Ezé : Elle est partout dans ma musique. Elle est dans les instruments traditionnels que j’utilise comme le bendré ou le kièma. Elle est dans les proverbes, dans les images et les manières de raconter des histoires en chantant. Mais surtout, elle est dans cette énergie de résistance joyeuse que beaucoup trouve « typique africain », cette capacité à garder le sourire et la fête, même dans les tempêtes. C’est vrai que certains me le reprochent en disant que ça correspond au stéréotype de ce qu’on attend d’un « Africain »: quelqu’un de joyeux, qui danse, qui fait la fête. Mais ça aussi, je ne suis que ce que l’autre a envie de voir. En tant que personne publique, on ne peut pas contrôler l’image que les gens se font de toi. Certains ne voient qu’un côté de toi, c’est comme ça. Alors moi, je mets tout sur la table. J’en fais une force. Je ne cache rien. Je suis entier. Je parle d’ailleurs de ça dans mon dernier album ‘Schwarz wurde Ich’ (Devenir Noir, 2024). Dans les chansons ‘Ich bin Schwarz’ (Être Noir) et dans l’introduction de l’album, je parle de mon enfance à Ouagadougou, de la forge de mon père, de l’héritage de Thomas Sankara, et de tout ce qui m’a construit. Ma musique, c’est ça: un patchwork de mes racines, de mes combats, de mes contradictions et de mes rêves.

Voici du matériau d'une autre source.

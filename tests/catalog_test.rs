mod common;

use assert_matches::assert_matches;
use axum::http::{Method, StatusCode};
use bengkel_inventory::{
    entities::price_history,
    errors::ServiceError,
    services::products::{UpdateProductInput, INITIAL_STOCK_NOTE},
};
use common::{body_json, TestApp};
use rust_decimal::Decimal;
use rust_decimal_macros::dec;
use sea_orm::{ColumnTrait, EntityTrait, PaginatorTrait, QueryFilter};
use serde_json::json;
use std::str::FromStr;

fn update_input(name: &str, price: Decimal, category_id: i32) -> UpdateProductInput {
    UpdateProductInput {
        name: name.to_string(),
        price,
        location: "Rak B2".to_string(),
        category_id,
    }
}

async fn price_history_count(app: &TestApp, product_id: i32) -> u64 {
    price_history::Entity::find()
        .filter(price_history::Column::ProductId.eq(product_id))
        .count(app.db())
        .await
        .unwrap()
}

#[tokio::test]
async fn admin_manages_categories() {
    let app = TestApp::new().await;

    let response = app
        .as_admin(Method::POST, "/categories", Some(json!({ "name": "  Kelistrikan " })))
        .await;
    assert_eq!(response.status(), StatusCode::CREATED);
    let created = body_json(response).await;
    assert_eq!(created["name"], "Kelistrikan");
    let id = created["id"].as_i64().unwrap();

    let response = app
        .as_admin(Method::POST, "/categories", Some(json!({ "name": "Kelistrikan" })))
        .await;
    assert_eq!(response.status(), StatusCode::CONFLICT);

    let response = app
        .as_admin(
            Method::PUT,
            &format!("/categories/{}", id),
            Some(json!({ "name": "Kelistrikan Motor" })),
        )
        .await;
    assert_eq!(response.status(), StatusCode::OK);
    assert_eq!(body_json(response).await["name"], "Kelistrikan Motor");

    let response = app.as_employee(Method::GET, "/categories", None).await;
    assert_eq!(response.status(), StatusCode::OK);
    let body = body_json(response).await;
    assert_eq!(body["total"], 1);
    assert_eq!(body["data"][0]["name"], "Kelistrikan Motor");

    let response = app
        .as_admin(Method::DELETE, &format!("/categories/{}", id), None)
        .await;
    assert_eq!(response.status(), StatusCode::NO_CONTENT);

    let response = app
        .as_employee(Method::GET, &format!("/categories/{}", id), None)
        .await;
    assert_eq!(response.status(), StatusCode::NOT_FOUND);
}

#[tokio::test]
async fn category_with_live_products_cannot_be_deleted() {
    let app = TestApp::new().await;
    let category = app.seed_category("Knalpot").await;
    let product = app.seed_product("Knalpot racing", 1, dec!(750000), category.id).await;

    let result = app.state.services.categories.delete(category.id).await;
    assert_matches!(result, Err(ServiceError::Conflict(_)));

    app.state.services.products.delete(product.id).await.unwrap();
    app.state
        .services
        .categories
        .delete(category.id)
        .await
        .expect("category without live products can be deleted");
}

#[tokio::test]
async fn deleted_category_name_can_be_reused() {
    let app = TestApp::new().await;
    let category = app.seed_category("Velg").await;
    app.state.services.categories.delete(category.id).await.unwrap();

    let response = app
        .as_admin(Method::POST, "/categories", Some(json!({ "name": "Velg" })))
        .await;
    assert_eq!(response.status(), StatusCode::CREATED);
    assert_eq!(body_json(response).await["id"], category.id);
}

#[tokio::test]
async fn product_create_validates_input_and_records_opening_stock() {
    let app = TestApp::new().await;
    let category = app.seed_category("Aki").await;

    let response = app
        .as_admin(
            Method::POST,
            "/products",
            Some(json!({
                "name": "Aki GS 5Ah",
                "stock": 8,
                "price": "275000.00",
                "location": "Rak C3",
                "category_id": category.id
            })),
        )
        .await;
    assert_eq!(response.status(), StatusCode::CREATED);
    let body = body_json(response).await;
    let id = body["id"].as_i64().unwrap() as i32;
    assert_eq!(body["stock"], 8);

    let response = app
        .as_employee(Method::GET, &format!("/products/{}/stock-ledger", id), None)
        .await;
    assert_eq!(response.status(), StatusCode::OK);
    let ledger = body_json(response).await;
    assert_eq!(ledger["total"], 1);
    assert_eq!(ledger["data"][0]["change_quantity"], 8);
    assert_eq!(ledger["data"][0]["note"], INITIAL_STOCK_NOTE);

    let bad_requests = [
        (
            json!({ "name": "X", "stock": -1, "price": "1", "location": "A", "category_id": category.id }),
            "validation_error",
        ),
        (
            json!({ "name": "X", "price": "-5", "location": "A", "category_id": category.id }),
            "validation_error",
        ),
        (
            json!({ "name": "X", "price": "5", "location": "A", "category_id": 9999 }),
            "invalid_category",
        ),
    ];
    for (payload, kind) in bad_requests {
        let response = app
            .as_admin(Method::POST, "/products", Some(payload.clone()))
            .await;
        assert_eq!(response.status(), StatusCode::BAD_REQUEST, "{}", payload);
        assert_eq!(body_json(response).await["kind"], kind, "{}", payload);
    }
}

#[tokio::test]
async fn employee_cannot_change_the_catalog() {
    let app = TestApp::new().await;
    let category = app.seed_category("Body").await;

    let response = app
        .as_employee(
            Method::POST,
            "/products",
            Some(json!({ "name": "Cover body", "price": "150000", "location": "Gudang", "category_id": category.id })),
        )
        .await;
    assert_eq!(response.status(), StatusCode::FORBIDDEN);

    let response = app
        .as_employee(Method::DELETE, &format!("/categories/{}", category.id), None)
        .await;
    assert_eq!(response.status(), StatusCode::FORBIDDEN);
}

#[tokio::test]
async fn price_history_is_appended_only_when_price_changes() {
    let app = TestApp::new().await;
    let category = app.seed_category("Shock").await;
    let product = app.seed_product("Shock belakang", 2, dec!(300000), category.id).await;
    let products = app.state.services.products.clone();

    products
        .update(product.id, update_input("Shock belakang YSS", dec!(300000), category.id))
        .await
        .unwrap();
    assert_eq!(price_history_count(&app, product.id).await, 0);

    let updated = products
        .update(product.id, update_input("Shock belakang YSS", dec!(325000), category.id))
        .await
        .unwrap();
    assert_eq!(updated.price, dec!(325000));
    assert_eq!(updated.stock, 2);
    assert_eq!(price_history_count(&app, product.id).await, 1);

    products
        .update(product.id, update_input("Shock belakang YSS", dec!(310000), category.id))
        .await
        .unwrap();

    let response = app
        .as_employee(
            Method::GET,
            &format!("/products/{}/price-history", product.id),
            None,
        )
        .await;
    assert_eq!(response.status(), StatusCode::OK);
    let history = body_json(response).await;
    let rows = history.as_array().unwrap();
    assert_eq!(rows.len(), 2);
    let newest_old = Decimal::from_str(rows[0]["old_price"].as_str().unwrap()).unwrap();
    let newest_new = Decimal::from_str(rows[0]["new_price"].as_str().unwrap()).unwrap();
    assert_eq!(newest_old, dec!(325000));
    assert_eq!(newest_new, dec!(310000));
}

#[tokio::test]
async fn update_to_missing_category_is_rejected_without_side_effects() {
    let app = TestApp::new().await;
    let category = app.seed_category("Jok").await;
    let product = app.seed_product("Jok custom", 1, dec!(500000), category.id).await;

    let result = app
        .state
        .services
        .products
        .update(product.id, update_input("Jok custom", dec!(450000), 777))
        .await;
    assert_matches!(result, Err(ServiceError::InvalidCategory(777)));
    assert_eq!(price_history_count(&app, product.id).await, 0);

    let current = app.state.services.products.get(product.id).await.unwrap();
    assert_eq!(current.price, dec!(500000));
}

#[tokio::test]
async fn products_can_be_filtered_by_category_and_paginated() {
    let app = TestApp::new().await;
    let brakes = app.seed_category("Rem").await;
    let lights = app.seed_category("Lampu").await;
    for i in 0..3 {
        app.seed_product(&format!("Kampas {}", i), 1, dec!(10000), brakes.id)
            .await;
    }
    app.seed_product("Lampu sein", 1, dec!(15000), lights.id).await;

    let response = app
        .as_employee(
            Method::GET,
            &format!("/products?category_id={}&limit=2&page=2", brakes.id),
            None,
        )
        .await;
    assert_eq!(response.status(), StatusCode::OK);
    let body = body_json(response).await;
    assert_eq!(body["total"], 3);
    assert_eq!(body["total_pages"], 2);
    assert_eq!(body["data"].as_array().unwrap().len(), 1);

    let response = app
        .as_employee(Method::GET, "/products?page=abc", None)
        .await;
    assert_eq!(response.status(), StatusCode::BAD_REQUEST);
    assert_eq!(body_json(response).await["kind"], "validation_error");
}

#[tokio::test]
async fn deleted_product_is_hidden() {
    let app = TestApp::new().await;
    let category = app.seed_category("Footstep").await;
    let product = app.seed_product("Footstep belakang", 0, dec!(65000), category.id).await;

    let response = app
        .as_admin(Method::DELETE, &format!("/products/{}", product.id), None)
        .await;
    assert_eq!(response.status(), StatusCode::NO_CONTENT);

    let response = app
        .as_employee(Method::GET, &format!("/products/{}", product.id), None)
        .await;
    assert_eq!(response.status(), StatusCode::NOT_FOUND);
}

#[tokio::test]
async fn rename_can_take_the_name_of_a_deleted_category() {
    let app = TestApp::new().await;
    let retired = app.seed_category("Velg").await;
    app.state.services.categories.delete(retired.id).await.unwrap();
    let tires = app.seed_category("Ban").await;

    let response = app
        .as_admin(
            Method::PUT,
            &format!("/categories/{}", tires.id),
            Some(json!({ "name": "Velg" })),
        )
        .await;
    assert_eq!(response.status(), StatusCode::OK);
    let body = body_json(response).await;
    assert_eq!(body["id"], tires.id);
    assert_eq!(body["name"], "Velg");

    let response = app
        .as_admin(Method::POST, "/categories", Some(json!({ "name": "Velg" })))
        .await;
    assert_eq!(response.status(), StatusCode::CONFLICT);

    let live = app.seed_category("Lampu").await;
    let response = app
        .as_admin(
            Method::PUT,
            &format!("/categories/{}", live.id),
            Some(json!({ "name": "Velg" })),
        )
        .await;
    assert_eq!(response.status(), StatusCode::CONFLICT);
}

(FI) : Vivre à Dresde a-t-il influencé votre musique ?

Ezé : Oui, énormément. À Dresde, j’ai compris très concrètement ce que ça veut dire d’être « noir » à cause de la présence du groupement raciste « PEGIDA » et le parti de l’extrême droite « AfD »assez présents dans le quotidien. Même si aujourd’hui les tendances antidiscriminatoires ne sont pas seulement à restreindre à cette ville, car beaucoup pointent du doigt certaines villes mais ignorent que même devant leur porte, il y a aussi le racisme. J’ai appris a trouvé des alliés, des amis, des espaces de luttes et de solidarité. Dresde m’a appris que la musique peut être un espace de combat, mais aussi un espace de guérison et de rencontre.

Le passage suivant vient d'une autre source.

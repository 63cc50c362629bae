use chrono::Utc;
use std::process::Command;

/// Embeds the git revision and build timestamp reported by `/health`.
fn main() {
    let revision = Command::new("git")
        .args(["rev-parse", "--short", "HEAD"])
        .output()
        .ok()
        .filter(|out| out.status.success())
        .and_then(|out| String::from_utf8(out.stdout).ok())
        .map(|s| s.trim().to_string())
        .filter(|s| !s.is_empty())
        .unwrap_or_else(|| "unknown".to_string());

    println!("cargo:rustc-env=GIT_HASH={}", revision);
    println!("cargo:rustc-env=BUILD_TIME={}", Utc::now().to_rfc3339());
    println!("cargo:rerun-if-changed=.git/HEAD");
}
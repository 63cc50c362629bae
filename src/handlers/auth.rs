use super::common::{created_response, success_response, AppJson};
use crate::{
    errors::ServiceError,
    services::users::{LoginInput, RegisterInput},
    AppState,
};
use axum::{extract::State, response::IntoResponse, routing::post, Router};
use std::sync::Arc;

/// Self-service registration. New accounts always get the `karyawan` role.
async fn register(
    State(state): State<Arc<AppState>>,
    AppJson(payload): AppJson<RegisterInput>,
) -> Result<impl IntoResponse, ServiceError> {
    let user = state.services.users.register(payload).await?;
    Ok(created_response(user))
}

async fn login(
    State(state): State<Arc<AppState>>,
    AppJson(payload): AppJson<LoginInput>,
) -> Result<impl IntoResponse, ServiceError> {
    let outcome = state.services.users.login(payload).await?;
    Ok(success_response(outcome))
}

pub fn auth_routes() -> Router<Arc<AppState>> {
    Router::new()
        .route("/register", post(register))
        .route("/login", post(login))
}
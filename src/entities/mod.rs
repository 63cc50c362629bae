pub mod activity;
pub mod activity_item;
pub mod category;
pub mod price_history;
pub mod product; // denormalized stock counter lives here
pub mod stock_ledger_entry;
pub mod user;
use chrono::{DateTime, Utc};
use sea_orm::entity::prelude::*;
use serde::{Deserialize, Serialize};
use std::fmt;
use std::str::FromStr;

/// Access role attached to every account
#[derive(
    Debug, Clone, Copy, PartialEq, Eq, Hash, EnumIter, DeriveActiveEnum, Serialize, Deserialize,
)]
#[sea_orm(rs_type = "String", db_type = "String(StringLen::N(16))")]
#[serde(rename_all = "lowercase")]
pub enum Role {
    #[sea_orm(string_value = "admin")]
    Admin,
    /// Regular shop employee
    #[sea_orm(string_value = "karyawan")]
    Karyawan,
}

impl Role {
    pub fn as_str(&self) -> &'static str {
        match self {
            Role::Admin => "admin",
            Role::Karyawan => "karyawan",
        }
    }
}

impl fmt::Display for Role {
    fn fmt(&self, f: &mut fmt::Formatter<'_>) -> fmt::Result {
        f.write_str(self.as_str())
    }
}

impl FromStr for Role {
    type Err = String;

    fn from_str(s: &str) -> Result<Self, Self::Err> {
        match s.trim().to_ascii_lowercase().as_str() {
            "admin" => Ok(Role::Admin),
            "karyawan" => Ok(Role::Karyawan),
            other => Err(format!("unknown role '{}'", other)),
        }
    }
}

/// User account entity
#[derive(Clone, Debug, PartialEq, DeriveEntityModel, Serialize, Deserialize)]
#[sea_orm(table_name = "users")]
pub struct Model {
    #[sea_orm(primary_key)]
    pub id: i32,

    pub name: String,

    /// Login identifier, stored lowercased
    #[sea_orm(unique)]
    pub email: String,

    /// Argon2 PHC string
    #[serde(skip_serializing)]
    pub password_hash: String,

    pub role: Role,

    pub created_at: DateTime<Utc>,
    pub updated_at: DateTime<Utc>,
    pub deleted_at: Option<DateTime<Utc>>,
}

#[derive(Copy, Clone, Debug, EnumIter, DeriveRelation)]
pub enum Relation {
    #[sea_orm(has_many = "super::activity::Entity")]
    Activity,
}

impl Related<super::activity::Entity> for Entity {
    fn to() -> RelationDef {
        Relation::Activity.def()
    }
}

impl ActiveModelBehavior for ActiveModel {}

(FI) : Qu’est-ce qui vous inspire à traiter des thèmes comme la migration ou la crise climatique ?

Ezé : Parce que je suis migrant. Et en tant que migrant, je ne peux pas me taire face à la violence humaine que je vois, que nous voyons tous, notamment dans la Méditerranée, là où des êtres humains sont contraints de risquer leur vie en prenant les routes de la migration clandestine, fuyant la guerre, les injustices économiques, les changements climatiques… Les thèmes d’injustice m’ont appris à me politiser. À prendre le micro non seulement pour faire danser, mais aussi pour dénoncer ce qui ne va pas. Je défends les droits des réfugiés, je dénonce le racisme sous toutes ses formes. Et je critique aussi ce qu’on appelle le « racisme climatique »: quand les pays du Sud, comme le Burkina Faso, payent lourdement les conséquences des modes de vie et des décisions prises par les pays du Nord. Ce sont des sujets graves, mais ils me poussent à créer. À faire de ma musique un espace de vérité, d’engagement, mais aussi d’espoir et de résistance collective.

(FI) : Votre message pour les Burkinabè et les forces engagées contre le terrorisme ?

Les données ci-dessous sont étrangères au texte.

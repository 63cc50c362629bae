use chrono::Utc;
use sea_orm::{ActiveModelTrait, ColumnTrait, EntityTrait, QueryFilter, Set};
use serde::{Deserialize, Serialize};
use std::sync::Arc;
use tracing::{info, instrument, warn};
use validator::Validate;

use crate::{
    auth::{
        password::{hash_password_blocking, verify_password_blocking},
        AuthError, AuthService, IssuedToken,
    },
    db::DbPool,
    entities::user::{self, Entity as User, Role},
    errors::ServiceError,
    services::queries::UserSummary,
};

#[derive(Debug, Clone, Deserialize, Validate)]
pub struct RegisterInput {
    #[validate(length(min = 3, max = 50, message = "Name must be 3 to 50 characters"))]
    pub name: String,
    #[validate(email(message = "A valid email is required"))]
    pub email: String,
    #[validate(length(min = 8, max = 72, message = "Password must be 8 to 72 characters"))]
    pub password: String,
}

#[derive(Debug, Clone, Deserialize, Validate)]
pub struct LoginInput {
    #[validate(email(message = "A valid email is required"))]
    pub email: String,
    #[validate(length(min = 1, message = "Password is required"))]
    pub password: String,
}

#[derive(Debug, Clone, Serialize)]
pub struct LoginOutcome {
    #[serde(flatten)]
    pub token: IssuedToken,
    pub user: UserSummary,
}

pub struct UserService {
    db_pool: Arc<DbPool>,
    auth: Arc<AuthService>,
}

impl UserService {
    pub fn new(db_pool: Arc<DbPool>, auth: Arc<AuthService>) -> Self {
        Self { db_pool, auth }
    }

    async fn find_by_email(&self, email: &str) -> Result<Option<user::Model>, ServiceError> {
        User::find()
            .filter(user::Column::Email.eq(email))
            .one(self.db_pool.as_ref())
            .await
            .map_err(ServiceError::db_error)
    }

    async fn insert_user(
        &self,
        name: String,
        email: String,
        password: String,
        role: Role,
    ) -> Result<user::Model, ServiceError> {
        let password_hash = hash_password_blocking(password).await?;
        let now = Utc::now();
        user::ActiveModel {
            name: Set(name),
            email: Set(email.clone()),
            password_hash: Set(password_hash),
            role: Set(role),
            created_at: Set(now),
            updated_at: Set(now),
            deleted_at: Set(None),
            ..Default::default()
        }
        .insert(self.db_pool.as_ref())
        .await
        .map_err(ServiceError::conflict_on_unique(format!(
            "Email {} is already in use",
            email
        )))
    }

    /// Self-service sign up. The role is always `karyawan`.
    #[instrument(skip(self, input), fields(email = %input.email))]
    pub async fn register(&self, input: RegisterInput) -> Result<UserSummary, ServiceError> {
        let input = RegisterInput {
            name: input.name.trim().to_string(),
            email: normalize_email(&input.email),
            ..input
        };
        input.validate()?;

        if self.find_by_email(&input.email).await?.is_some() {
            return Err(ServiceError::Conflict(format!(
                "Email {} is already in use",
                input.email
            )));
        }

        let user = self
            .insert_user(input.name, input.email, input.password, Role::Karyawan)
            .await?;
        info!(user_id = user.id, "user registered");
        Ok(user.into())
    }

    /// Verifies credentials and issues an access token.
    #[instrument(skip(self, input), fields(email = %input.email))]
    pub async fn login(&self, input: LoginInput) -> Result<LoginOutcome, ServiceError> {
        let input = LoginInput {
            email: normalize_email(&input.email),
            ..input
        };
        input.validate()?;

        let user = match self.find_by_email(&input.email).await? {
            Some(user) if user.deleted_at.is_none() => user,
            _ => {
                warn!("login for unknown account");
                return Err(AuthError::InvalidCredentials.into());
            }
        };

        if !verify_password_blocking(input.password, user.password_hash.clone()).await? {
            warn!(user_id = user.id, "login with wrong password");
            return Err(AuthError::InvalidCredentials.into());
        }

        let token = self.auth.issue_token(user.id, user.role)?;
        info!(user_id = user.id, role = %user.role, "user logged in");
        Ok(LoginOutcome {
            token,
            user: user.into(),
        })
    }

    /// Creates the admin account unless a user with this email already exists.
    /// Returns whether an account was created.
    #[instrument(skip(self, password))]
    pub async fn ensure_admin(
        &self,
        email: &str,
        password: &str,
        name: &str,
    ) -> Result<bool, ServiceError> {
        let email = normalize_email(email);
        if self.find_by_email(&email).await?.is_some() {
            return Ok(false);
        }

        let user = self
            .insert_user(
                name.to_string(),
                email,
                password.to_string(),
                Role::Admin,
            )
            .await?;
        info!(user_id = user.id, "bootstrap admin created");
        Ok(true)
    }
}

fn normalize_email(email: &str) -> String {
    email.trim().to_lowercase()
}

Ezé : Je veux d’abord adresser toutes mes condoléances les plus sincères à toutes les familles au Burkina Faso qui ont été touchées par le terrorisme. Perdre un proche dans de telles circonstances est une douleur immense, c’est triste, c’est révoltant, c’est écœurant de voir des vies arrachées ainsi. Mais malgré tout cela, nous garderons toujours la tête haute. Le Burkina Faso est un pays de dignité, de courage et de résilience. Je souhaite de tout cœur à mon pays une victoire éternelle, une liberté pleine et entière, une vie totalement indépendante et pacifique. Je veux aussi dire à mes frères et sœurs burkinabè : restons unis. Il ne faut surtout pas qu’on se laisse diviser ou manipuler par qui que ce soit venant de l’extérieur. Notre force réside dans notre unité, dans notre capacité à rester debout, ensembles. J’encourage les autorités, les familles, les artistes, les paysans, les jeunes, les anciens et tous les secteurs à se donner la main, à œuvrer ensemble pour retrouver la paix, la stabilité, et reconstruire un Burkina Faso fort et uni.